Stored items:
__________
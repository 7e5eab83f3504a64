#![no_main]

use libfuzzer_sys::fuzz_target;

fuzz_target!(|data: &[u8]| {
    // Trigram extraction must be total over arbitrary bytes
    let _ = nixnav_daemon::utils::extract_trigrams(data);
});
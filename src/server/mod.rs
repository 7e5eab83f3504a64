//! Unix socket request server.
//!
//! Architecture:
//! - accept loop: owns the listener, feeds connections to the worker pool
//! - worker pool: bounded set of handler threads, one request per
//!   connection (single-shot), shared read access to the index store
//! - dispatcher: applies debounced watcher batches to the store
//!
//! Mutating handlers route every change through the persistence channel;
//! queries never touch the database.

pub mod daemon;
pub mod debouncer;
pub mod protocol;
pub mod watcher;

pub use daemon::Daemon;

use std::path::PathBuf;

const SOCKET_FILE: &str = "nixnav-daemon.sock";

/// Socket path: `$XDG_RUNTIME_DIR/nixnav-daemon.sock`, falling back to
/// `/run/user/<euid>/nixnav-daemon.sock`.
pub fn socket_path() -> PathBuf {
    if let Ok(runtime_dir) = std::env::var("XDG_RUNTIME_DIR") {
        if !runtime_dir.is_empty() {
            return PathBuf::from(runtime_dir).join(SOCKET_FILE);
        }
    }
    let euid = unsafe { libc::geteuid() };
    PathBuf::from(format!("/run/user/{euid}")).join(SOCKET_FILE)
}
__________
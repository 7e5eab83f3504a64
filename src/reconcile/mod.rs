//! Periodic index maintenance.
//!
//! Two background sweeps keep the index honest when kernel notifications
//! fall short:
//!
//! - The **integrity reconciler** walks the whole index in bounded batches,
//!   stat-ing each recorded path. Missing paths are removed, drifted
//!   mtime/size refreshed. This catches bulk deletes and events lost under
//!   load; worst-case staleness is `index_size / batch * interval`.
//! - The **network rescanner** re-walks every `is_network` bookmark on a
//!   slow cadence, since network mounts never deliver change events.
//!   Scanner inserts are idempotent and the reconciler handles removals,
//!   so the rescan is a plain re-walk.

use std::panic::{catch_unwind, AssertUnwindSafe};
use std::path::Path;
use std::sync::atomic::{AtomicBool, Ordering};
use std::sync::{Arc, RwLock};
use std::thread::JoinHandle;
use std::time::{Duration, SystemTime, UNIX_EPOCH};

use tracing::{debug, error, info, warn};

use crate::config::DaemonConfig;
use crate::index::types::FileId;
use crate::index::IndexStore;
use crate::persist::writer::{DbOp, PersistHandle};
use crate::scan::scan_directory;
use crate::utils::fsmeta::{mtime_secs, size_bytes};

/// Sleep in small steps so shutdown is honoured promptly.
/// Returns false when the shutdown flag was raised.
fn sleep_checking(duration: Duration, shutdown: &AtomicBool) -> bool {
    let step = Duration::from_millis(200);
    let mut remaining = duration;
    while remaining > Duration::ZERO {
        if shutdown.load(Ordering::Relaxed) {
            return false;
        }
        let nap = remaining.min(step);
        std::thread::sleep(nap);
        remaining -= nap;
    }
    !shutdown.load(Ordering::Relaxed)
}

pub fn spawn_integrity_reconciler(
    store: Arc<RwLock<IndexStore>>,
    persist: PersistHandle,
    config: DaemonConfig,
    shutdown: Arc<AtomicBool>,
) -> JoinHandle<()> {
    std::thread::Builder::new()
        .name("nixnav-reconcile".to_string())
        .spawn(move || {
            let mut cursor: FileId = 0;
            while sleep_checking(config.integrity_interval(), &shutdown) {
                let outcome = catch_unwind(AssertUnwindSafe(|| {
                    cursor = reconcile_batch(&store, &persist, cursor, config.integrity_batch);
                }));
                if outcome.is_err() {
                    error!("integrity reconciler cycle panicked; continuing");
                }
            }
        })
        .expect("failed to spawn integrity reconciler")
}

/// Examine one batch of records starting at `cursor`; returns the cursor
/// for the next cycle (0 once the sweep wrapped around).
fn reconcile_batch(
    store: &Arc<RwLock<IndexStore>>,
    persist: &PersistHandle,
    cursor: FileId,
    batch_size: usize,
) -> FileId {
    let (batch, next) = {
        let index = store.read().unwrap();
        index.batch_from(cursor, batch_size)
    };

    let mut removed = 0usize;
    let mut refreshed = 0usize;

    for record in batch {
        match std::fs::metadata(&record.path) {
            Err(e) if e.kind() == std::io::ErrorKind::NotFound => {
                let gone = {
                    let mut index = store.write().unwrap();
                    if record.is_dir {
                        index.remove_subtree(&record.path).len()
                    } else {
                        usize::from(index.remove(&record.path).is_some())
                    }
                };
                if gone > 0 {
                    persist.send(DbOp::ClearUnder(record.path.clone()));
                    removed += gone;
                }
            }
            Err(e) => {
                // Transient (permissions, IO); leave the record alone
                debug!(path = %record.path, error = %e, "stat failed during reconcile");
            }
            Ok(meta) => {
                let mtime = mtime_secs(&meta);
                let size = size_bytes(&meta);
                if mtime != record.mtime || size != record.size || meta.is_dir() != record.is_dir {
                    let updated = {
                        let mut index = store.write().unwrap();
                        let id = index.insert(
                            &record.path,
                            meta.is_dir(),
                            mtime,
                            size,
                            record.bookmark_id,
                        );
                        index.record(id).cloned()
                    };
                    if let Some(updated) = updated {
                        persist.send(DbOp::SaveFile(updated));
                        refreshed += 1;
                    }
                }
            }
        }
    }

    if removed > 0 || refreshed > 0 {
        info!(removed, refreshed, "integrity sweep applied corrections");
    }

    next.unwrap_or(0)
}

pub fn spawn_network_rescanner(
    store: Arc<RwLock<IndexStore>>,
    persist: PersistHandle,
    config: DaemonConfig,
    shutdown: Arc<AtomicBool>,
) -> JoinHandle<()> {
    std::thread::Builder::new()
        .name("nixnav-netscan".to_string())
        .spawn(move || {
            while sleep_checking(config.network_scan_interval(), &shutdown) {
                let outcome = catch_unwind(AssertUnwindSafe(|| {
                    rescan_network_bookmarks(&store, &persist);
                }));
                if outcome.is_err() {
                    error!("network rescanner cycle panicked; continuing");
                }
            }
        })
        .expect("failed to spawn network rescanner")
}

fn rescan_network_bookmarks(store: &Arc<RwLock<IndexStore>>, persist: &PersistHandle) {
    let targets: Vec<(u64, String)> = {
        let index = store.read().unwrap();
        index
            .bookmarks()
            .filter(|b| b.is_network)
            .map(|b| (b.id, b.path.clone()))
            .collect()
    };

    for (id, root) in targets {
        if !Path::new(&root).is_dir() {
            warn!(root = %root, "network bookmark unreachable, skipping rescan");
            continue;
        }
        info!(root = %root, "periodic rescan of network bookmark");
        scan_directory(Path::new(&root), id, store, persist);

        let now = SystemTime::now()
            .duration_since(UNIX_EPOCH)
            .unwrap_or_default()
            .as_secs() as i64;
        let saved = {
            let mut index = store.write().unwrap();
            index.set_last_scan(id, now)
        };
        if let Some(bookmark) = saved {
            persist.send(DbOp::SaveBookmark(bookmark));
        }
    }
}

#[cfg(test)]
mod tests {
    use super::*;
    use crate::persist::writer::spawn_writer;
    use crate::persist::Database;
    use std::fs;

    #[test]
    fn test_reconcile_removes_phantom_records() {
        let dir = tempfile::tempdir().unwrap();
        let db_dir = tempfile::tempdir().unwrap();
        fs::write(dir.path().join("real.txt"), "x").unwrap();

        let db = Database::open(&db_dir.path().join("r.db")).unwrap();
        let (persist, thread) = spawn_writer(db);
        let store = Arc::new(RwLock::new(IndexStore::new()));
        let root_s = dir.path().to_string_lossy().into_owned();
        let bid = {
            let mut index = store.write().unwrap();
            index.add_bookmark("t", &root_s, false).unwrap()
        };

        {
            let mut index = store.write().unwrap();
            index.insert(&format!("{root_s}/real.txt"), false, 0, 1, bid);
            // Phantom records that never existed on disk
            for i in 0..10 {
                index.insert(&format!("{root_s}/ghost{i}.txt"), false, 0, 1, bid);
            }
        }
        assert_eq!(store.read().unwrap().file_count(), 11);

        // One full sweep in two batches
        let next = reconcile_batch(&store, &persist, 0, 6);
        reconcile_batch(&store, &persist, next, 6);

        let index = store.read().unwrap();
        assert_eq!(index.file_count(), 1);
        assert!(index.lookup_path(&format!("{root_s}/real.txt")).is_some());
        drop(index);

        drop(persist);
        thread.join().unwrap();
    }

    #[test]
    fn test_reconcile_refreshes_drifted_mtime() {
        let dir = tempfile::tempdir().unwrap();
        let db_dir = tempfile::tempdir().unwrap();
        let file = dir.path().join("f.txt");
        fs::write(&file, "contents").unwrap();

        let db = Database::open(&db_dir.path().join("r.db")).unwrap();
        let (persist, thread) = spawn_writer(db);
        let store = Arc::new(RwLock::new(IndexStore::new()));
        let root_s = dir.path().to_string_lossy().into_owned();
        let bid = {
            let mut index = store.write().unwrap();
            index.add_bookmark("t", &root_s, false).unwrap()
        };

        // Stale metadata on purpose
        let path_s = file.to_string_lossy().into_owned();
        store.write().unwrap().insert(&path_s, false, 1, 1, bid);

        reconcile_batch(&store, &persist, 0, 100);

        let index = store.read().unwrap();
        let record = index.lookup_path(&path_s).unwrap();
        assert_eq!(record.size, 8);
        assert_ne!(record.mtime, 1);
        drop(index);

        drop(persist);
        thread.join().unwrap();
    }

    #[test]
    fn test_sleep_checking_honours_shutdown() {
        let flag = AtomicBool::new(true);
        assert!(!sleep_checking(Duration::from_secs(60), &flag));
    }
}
__________
Description of the task: Your answer should be every line above that contains the word "while".

Result for this task:
    while remaining > Duration::ZERO {
            while sleep_checking(config.integrity_interval(), &shutdown) {
            while sleep_checking(config.network_scan_interval(), &shutdown) {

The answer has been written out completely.